→ **Collected data entries**:
====

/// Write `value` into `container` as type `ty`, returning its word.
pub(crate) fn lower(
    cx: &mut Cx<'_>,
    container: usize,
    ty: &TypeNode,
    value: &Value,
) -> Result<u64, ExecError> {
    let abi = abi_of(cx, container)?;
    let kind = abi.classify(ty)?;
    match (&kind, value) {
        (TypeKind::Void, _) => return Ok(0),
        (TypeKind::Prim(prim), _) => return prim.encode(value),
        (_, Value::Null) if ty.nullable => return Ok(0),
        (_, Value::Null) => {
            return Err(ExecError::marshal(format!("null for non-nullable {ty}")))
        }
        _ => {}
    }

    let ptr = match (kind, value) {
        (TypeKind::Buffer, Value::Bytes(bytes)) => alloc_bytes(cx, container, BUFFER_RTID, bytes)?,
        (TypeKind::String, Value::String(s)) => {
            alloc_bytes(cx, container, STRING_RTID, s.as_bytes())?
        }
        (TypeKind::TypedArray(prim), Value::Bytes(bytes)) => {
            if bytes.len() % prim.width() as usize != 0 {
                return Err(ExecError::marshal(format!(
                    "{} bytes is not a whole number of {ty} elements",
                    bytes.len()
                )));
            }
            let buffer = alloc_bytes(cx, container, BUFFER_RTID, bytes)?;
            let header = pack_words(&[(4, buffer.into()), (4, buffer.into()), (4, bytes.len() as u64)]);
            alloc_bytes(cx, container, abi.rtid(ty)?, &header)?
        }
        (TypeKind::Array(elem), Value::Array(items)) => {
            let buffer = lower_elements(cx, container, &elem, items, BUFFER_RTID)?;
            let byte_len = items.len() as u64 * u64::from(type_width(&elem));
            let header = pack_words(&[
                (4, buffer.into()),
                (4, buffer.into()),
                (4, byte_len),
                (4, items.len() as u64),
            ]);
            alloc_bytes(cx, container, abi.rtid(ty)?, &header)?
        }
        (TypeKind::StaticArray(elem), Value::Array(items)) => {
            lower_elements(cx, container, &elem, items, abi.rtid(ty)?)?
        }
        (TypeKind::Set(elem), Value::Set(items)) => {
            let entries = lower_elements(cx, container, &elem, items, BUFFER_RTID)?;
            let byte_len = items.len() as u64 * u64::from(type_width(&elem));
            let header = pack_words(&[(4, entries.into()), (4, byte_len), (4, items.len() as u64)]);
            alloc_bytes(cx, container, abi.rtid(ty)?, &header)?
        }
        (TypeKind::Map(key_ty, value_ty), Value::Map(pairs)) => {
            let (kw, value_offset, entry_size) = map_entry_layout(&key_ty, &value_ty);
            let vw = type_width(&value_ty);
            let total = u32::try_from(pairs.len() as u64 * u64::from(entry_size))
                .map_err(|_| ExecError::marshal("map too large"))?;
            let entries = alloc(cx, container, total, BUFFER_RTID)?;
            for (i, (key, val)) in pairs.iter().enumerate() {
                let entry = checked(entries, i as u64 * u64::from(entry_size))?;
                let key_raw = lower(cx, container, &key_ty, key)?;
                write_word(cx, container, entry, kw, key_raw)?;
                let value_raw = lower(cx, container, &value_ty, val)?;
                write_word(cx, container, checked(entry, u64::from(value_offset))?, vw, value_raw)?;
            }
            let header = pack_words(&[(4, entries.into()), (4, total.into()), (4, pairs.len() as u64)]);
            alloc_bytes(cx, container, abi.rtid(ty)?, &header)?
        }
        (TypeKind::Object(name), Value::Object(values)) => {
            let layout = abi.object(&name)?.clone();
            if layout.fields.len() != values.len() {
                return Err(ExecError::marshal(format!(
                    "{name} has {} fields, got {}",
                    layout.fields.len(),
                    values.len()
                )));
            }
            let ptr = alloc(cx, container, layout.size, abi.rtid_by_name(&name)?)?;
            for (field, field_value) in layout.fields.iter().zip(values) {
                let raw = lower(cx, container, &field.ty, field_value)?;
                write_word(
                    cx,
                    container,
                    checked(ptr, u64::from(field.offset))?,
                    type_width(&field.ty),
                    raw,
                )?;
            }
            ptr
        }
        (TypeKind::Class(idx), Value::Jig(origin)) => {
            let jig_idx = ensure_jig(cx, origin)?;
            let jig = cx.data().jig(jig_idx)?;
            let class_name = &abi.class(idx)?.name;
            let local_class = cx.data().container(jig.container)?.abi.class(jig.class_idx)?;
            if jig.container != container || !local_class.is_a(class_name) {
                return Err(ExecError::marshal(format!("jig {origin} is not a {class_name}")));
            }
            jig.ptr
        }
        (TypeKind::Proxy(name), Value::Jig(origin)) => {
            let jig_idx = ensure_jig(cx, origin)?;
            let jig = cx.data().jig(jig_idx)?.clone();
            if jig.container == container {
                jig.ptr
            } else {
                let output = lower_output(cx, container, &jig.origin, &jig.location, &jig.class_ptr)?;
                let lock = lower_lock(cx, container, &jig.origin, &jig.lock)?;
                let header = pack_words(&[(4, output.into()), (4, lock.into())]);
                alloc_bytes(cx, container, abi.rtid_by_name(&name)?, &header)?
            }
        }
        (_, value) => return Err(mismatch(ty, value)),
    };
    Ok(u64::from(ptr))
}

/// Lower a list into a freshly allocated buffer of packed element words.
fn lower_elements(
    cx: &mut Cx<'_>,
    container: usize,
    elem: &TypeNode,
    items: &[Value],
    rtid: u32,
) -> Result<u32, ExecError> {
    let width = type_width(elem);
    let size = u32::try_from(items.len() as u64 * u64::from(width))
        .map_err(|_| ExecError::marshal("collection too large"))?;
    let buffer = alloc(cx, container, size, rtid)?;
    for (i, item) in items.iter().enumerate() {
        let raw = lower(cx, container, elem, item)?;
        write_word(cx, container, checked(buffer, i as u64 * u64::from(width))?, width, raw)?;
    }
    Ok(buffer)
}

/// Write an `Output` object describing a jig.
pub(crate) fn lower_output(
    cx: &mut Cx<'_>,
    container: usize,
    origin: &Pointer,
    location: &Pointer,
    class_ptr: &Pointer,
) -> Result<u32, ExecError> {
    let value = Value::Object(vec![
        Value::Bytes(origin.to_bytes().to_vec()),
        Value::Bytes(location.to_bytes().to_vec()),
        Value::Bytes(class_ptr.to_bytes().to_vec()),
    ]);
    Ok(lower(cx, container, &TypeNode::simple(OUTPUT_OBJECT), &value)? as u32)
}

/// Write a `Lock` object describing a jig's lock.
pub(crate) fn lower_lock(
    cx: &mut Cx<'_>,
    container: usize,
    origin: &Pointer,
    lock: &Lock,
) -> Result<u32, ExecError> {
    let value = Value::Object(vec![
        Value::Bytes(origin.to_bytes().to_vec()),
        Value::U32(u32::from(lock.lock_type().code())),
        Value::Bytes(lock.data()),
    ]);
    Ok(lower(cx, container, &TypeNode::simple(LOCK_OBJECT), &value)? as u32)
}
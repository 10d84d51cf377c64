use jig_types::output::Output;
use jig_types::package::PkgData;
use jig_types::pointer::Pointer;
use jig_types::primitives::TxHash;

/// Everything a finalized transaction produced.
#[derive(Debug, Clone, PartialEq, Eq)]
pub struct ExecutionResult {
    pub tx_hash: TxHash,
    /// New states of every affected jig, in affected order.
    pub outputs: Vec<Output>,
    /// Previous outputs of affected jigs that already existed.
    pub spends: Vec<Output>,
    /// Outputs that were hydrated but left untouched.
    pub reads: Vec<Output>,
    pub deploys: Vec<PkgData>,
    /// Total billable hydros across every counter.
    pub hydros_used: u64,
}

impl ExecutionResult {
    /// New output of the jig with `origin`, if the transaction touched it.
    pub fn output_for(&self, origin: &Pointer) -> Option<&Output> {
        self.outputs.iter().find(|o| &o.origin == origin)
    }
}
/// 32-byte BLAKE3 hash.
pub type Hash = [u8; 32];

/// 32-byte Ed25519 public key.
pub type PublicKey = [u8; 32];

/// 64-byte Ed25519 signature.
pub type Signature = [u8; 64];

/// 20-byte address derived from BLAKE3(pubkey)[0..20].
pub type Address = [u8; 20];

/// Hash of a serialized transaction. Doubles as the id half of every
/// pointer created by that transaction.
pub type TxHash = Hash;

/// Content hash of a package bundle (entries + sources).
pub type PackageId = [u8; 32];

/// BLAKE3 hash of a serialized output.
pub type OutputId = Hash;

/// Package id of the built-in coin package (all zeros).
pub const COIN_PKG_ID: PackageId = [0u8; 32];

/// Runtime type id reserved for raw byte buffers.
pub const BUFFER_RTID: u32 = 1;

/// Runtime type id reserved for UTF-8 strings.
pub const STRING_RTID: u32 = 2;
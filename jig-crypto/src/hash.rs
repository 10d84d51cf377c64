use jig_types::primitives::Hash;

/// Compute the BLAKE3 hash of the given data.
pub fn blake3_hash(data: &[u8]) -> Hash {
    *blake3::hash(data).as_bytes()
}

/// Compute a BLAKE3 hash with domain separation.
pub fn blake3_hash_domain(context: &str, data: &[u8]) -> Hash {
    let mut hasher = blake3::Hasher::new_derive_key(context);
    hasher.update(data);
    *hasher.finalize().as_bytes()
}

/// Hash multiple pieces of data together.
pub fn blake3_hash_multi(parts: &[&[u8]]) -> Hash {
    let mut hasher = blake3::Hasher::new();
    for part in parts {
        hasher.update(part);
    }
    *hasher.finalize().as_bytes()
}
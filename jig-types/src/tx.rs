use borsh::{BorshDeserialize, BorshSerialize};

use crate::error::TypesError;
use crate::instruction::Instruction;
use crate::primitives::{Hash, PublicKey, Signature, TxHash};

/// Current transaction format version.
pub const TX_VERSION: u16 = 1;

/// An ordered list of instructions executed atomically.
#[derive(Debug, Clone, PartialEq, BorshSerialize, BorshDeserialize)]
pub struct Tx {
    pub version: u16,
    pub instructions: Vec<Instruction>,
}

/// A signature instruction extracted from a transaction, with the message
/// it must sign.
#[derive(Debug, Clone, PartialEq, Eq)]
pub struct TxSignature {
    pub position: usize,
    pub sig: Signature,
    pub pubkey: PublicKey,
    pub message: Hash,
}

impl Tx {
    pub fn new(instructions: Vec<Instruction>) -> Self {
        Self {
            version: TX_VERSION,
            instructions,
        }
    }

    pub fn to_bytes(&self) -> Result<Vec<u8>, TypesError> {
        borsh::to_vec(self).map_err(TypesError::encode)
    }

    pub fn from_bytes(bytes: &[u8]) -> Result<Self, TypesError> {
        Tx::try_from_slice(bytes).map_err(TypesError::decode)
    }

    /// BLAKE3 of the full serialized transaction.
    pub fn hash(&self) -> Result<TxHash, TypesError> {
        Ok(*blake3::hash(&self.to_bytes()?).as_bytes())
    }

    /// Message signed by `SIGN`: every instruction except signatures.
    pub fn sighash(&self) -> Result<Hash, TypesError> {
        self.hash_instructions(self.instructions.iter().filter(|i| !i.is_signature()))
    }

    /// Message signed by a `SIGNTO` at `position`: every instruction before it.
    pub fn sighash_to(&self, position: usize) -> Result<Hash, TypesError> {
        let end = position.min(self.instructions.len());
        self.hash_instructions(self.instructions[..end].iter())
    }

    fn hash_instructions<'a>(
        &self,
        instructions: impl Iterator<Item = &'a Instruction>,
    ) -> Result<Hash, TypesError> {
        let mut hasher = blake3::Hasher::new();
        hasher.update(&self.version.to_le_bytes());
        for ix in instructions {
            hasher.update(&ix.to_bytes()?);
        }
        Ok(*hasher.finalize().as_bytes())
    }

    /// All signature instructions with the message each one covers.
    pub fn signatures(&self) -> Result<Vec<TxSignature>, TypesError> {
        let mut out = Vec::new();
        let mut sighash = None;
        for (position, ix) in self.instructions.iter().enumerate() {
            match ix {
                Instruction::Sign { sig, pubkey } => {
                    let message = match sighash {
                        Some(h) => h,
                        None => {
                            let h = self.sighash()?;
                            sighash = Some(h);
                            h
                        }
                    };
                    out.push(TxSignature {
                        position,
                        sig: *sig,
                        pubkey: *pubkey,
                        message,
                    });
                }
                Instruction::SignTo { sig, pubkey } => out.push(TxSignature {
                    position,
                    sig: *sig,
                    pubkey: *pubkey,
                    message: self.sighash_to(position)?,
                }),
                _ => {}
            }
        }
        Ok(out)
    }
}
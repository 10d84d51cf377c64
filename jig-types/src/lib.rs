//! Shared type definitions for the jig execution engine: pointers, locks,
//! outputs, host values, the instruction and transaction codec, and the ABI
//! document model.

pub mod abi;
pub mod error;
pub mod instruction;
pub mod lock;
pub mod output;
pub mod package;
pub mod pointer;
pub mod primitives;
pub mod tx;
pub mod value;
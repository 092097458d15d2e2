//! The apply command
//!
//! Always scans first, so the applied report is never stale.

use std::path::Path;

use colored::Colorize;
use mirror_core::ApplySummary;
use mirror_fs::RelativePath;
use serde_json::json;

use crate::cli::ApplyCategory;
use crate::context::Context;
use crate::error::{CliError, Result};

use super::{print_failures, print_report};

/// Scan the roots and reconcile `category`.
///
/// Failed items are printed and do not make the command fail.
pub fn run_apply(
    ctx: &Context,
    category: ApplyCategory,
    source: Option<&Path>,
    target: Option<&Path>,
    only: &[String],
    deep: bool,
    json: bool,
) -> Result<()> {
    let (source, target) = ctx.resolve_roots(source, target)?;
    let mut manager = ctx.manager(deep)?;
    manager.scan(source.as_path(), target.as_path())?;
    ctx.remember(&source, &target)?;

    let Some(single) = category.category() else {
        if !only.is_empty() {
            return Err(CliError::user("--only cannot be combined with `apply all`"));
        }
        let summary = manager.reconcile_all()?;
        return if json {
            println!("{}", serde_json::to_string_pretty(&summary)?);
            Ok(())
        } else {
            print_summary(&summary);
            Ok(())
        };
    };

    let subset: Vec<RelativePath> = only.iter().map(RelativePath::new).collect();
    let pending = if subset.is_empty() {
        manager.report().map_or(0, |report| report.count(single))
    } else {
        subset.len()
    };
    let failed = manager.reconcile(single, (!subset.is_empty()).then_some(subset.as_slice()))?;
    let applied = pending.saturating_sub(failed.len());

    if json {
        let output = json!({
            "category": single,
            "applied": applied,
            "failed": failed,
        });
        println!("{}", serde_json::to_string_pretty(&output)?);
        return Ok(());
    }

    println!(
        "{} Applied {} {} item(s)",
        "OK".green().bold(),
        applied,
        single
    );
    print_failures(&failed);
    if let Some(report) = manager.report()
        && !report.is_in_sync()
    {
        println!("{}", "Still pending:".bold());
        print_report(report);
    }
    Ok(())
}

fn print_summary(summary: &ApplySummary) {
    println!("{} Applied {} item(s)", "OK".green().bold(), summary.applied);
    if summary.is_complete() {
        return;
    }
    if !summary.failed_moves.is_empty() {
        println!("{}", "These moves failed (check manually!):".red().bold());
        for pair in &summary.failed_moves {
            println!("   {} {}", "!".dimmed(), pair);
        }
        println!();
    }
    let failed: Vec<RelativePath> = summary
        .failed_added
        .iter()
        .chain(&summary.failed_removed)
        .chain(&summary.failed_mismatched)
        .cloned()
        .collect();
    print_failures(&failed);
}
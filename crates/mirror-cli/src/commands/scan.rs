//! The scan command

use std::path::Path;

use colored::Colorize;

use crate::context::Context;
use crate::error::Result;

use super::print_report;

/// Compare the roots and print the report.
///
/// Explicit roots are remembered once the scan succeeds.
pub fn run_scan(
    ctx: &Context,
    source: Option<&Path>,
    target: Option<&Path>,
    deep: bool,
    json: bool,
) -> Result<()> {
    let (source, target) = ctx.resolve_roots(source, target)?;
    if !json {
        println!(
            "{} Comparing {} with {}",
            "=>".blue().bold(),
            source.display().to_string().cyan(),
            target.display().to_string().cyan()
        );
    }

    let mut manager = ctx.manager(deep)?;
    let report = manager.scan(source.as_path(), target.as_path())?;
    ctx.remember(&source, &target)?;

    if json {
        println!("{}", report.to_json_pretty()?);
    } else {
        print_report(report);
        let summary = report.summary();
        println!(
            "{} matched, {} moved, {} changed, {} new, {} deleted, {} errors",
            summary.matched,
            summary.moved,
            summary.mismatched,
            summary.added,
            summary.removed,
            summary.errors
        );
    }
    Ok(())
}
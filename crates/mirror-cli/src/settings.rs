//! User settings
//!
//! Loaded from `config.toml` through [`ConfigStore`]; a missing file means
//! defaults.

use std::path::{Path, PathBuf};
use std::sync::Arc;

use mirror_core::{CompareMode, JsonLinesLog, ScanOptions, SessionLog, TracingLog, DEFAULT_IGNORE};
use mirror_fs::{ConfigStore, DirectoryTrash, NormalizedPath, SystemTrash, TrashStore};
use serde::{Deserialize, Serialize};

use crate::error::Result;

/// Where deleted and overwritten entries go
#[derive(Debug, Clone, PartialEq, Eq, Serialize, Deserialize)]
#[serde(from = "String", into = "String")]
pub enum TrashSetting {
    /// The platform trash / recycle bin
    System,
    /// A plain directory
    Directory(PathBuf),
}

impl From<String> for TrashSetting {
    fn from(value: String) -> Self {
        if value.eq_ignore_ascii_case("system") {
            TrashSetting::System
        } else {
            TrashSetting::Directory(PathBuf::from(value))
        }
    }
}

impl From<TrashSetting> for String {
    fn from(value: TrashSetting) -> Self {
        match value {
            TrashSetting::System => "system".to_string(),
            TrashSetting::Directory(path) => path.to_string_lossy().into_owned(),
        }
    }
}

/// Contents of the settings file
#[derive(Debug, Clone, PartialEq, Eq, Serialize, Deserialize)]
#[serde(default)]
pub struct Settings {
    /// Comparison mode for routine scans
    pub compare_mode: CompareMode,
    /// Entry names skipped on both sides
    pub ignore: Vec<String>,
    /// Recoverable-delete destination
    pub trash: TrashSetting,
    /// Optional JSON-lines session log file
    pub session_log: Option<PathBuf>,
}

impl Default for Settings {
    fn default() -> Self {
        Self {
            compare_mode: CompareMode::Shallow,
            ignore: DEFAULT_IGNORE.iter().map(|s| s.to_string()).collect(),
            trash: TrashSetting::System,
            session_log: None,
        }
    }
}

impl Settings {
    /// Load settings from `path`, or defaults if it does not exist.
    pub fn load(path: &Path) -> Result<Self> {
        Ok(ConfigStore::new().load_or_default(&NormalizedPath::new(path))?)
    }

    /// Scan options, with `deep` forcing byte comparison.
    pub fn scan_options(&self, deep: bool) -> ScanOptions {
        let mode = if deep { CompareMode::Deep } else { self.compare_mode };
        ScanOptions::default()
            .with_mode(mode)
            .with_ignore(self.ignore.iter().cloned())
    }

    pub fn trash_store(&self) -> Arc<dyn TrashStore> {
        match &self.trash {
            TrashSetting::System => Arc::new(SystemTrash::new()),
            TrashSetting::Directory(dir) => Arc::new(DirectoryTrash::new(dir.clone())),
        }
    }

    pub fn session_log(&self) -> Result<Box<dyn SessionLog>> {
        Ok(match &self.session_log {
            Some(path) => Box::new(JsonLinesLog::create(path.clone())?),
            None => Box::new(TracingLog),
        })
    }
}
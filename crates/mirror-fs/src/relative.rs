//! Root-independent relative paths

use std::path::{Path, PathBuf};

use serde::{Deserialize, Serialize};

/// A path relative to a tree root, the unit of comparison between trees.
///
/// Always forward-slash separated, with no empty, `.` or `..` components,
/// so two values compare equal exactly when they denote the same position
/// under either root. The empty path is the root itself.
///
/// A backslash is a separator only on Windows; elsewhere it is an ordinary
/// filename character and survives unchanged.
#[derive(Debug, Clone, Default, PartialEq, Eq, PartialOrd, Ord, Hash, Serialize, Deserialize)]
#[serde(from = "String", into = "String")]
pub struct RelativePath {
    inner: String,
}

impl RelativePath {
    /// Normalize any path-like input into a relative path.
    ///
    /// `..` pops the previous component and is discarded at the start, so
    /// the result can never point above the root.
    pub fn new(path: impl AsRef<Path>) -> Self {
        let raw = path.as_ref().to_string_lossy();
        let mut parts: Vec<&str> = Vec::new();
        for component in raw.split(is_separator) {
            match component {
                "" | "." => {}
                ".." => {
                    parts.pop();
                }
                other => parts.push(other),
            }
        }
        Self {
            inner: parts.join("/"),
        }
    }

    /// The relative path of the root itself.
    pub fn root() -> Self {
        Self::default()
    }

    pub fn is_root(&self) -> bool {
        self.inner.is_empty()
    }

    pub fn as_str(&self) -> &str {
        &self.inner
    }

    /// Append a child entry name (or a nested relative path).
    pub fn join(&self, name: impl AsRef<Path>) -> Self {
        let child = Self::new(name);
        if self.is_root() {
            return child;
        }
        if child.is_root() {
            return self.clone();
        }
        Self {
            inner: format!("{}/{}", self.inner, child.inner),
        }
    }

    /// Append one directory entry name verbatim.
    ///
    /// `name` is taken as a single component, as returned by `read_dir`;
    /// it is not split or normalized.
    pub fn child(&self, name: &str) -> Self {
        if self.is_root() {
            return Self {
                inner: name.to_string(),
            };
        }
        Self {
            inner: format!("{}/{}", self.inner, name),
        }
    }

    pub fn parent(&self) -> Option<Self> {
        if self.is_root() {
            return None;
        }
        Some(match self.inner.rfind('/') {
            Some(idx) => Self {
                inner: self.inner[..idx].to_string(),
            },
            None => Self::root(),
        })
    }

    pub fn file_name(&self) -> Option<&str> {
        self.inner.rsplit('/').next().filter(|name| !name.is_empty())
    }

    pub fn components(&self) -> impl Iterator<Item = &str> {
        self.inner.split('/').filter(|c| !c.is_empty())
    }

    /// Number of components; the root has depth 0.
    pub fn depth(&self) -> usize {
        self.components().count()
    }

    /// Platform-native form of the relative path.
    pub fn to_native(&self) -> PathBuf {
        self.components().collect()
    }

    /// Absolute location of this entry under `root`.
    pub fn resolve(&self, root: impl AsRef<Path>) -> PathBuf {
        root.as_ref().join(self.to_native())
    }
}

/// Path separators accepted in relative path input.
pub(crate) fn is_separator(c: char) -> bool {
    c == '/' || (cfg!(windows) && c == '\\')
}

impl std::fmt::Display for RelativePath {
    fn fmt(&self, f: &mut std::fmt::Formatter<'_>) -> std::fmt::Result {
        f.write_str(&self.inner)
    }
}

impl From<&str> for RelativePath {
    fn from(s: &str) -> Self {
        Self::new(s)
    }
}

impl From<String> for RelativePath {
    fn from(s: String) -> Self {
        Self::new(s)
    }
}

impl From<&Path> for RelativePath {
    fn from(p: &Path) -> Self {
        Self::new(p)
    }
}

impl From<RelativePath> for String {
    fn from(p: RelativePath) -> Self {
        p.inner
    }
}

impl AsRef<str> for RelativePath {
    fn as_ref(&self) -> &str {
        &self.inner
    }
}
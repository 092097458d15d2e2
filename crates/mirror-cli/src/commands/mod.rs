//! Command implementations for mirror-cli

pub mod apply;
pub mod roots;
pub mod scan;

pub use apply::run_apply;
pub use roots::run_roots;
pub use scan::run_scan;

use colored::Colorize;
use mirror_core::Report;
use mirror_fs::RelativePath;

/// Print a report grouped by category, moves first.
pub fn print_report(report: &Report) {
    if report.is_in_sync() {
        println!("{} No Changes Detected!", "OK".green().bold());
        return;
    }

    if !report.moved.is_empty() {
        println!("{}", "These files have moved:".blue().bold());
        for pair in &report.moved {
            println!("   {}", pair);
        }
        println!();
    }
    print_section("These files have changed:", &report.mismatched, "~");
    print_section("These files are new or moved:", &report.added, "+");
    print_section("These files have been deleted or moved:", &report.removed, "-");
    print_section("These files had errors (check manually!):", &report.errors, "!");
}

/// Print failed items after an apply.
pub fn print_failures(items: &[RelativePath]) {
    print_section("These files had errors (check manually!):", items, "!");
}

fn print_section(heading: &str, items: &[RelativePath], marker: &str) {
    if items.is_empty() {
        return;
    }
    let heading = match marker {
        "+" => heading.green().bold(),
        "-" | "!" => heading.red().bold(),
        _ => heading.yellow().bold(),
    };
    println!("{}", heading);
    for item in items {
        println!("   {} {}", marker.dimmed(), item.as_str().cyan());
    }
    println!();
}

====

Verbatim output is expected for the lines from the start of the data to the line in which "let buffer = alloc_bytes(cx, container, BUFFER_RTID, bytes)?;" appears, both included.

/// Write `value` into `container` as type `ty`, returning its word.
pub(crate) fn lower(
    cx: &mut Cx<'_>,
    container: usize,
    ty: &TypeNode,
    value: &Value,
) -> Result<u64, ExecError> {
    let abi = abi_of(cx, container)?;
    let kind = abi.classify(ty)?;
    match (&kind, value) {
        (TypeKind::Void, _) => return Ok(0),
        (TypeKind::Prim(prim), _) => return prim.encode(value),
        (_, Value::Null) if ty.nullable => return Ok(0),
        (_, Value::Null) => {
            return Err(ExecError::marshal(format!("null for non-nullable {ty}")))
        }
        _ => {}
    }

    let ptr = match (kind, value) {
        (TypeKind::Buffer, Value::Bytes(bytes)) => alloc_bytes(cx, container, BUFFER_RTID, bytes)?,
        (TypeKind::String, Value::String(s)) => {
            alloc_bytes(cx, container, STRING_RTID, s.as_bytes())?
        }
        (TypeKind::TypedArray(prim), Value::Bytes(bytes)) => {
            if bytes.len() % prim.width() as usize != 0 {
                return Err(ExecError::marshal(format!(
                    "{} bytes is not a whole number of {ty} elements",
                    bytes.len()
                )));
            }
            let buffer = alloc_bytes(cx, container, BUFFER_RTID, bytes)?;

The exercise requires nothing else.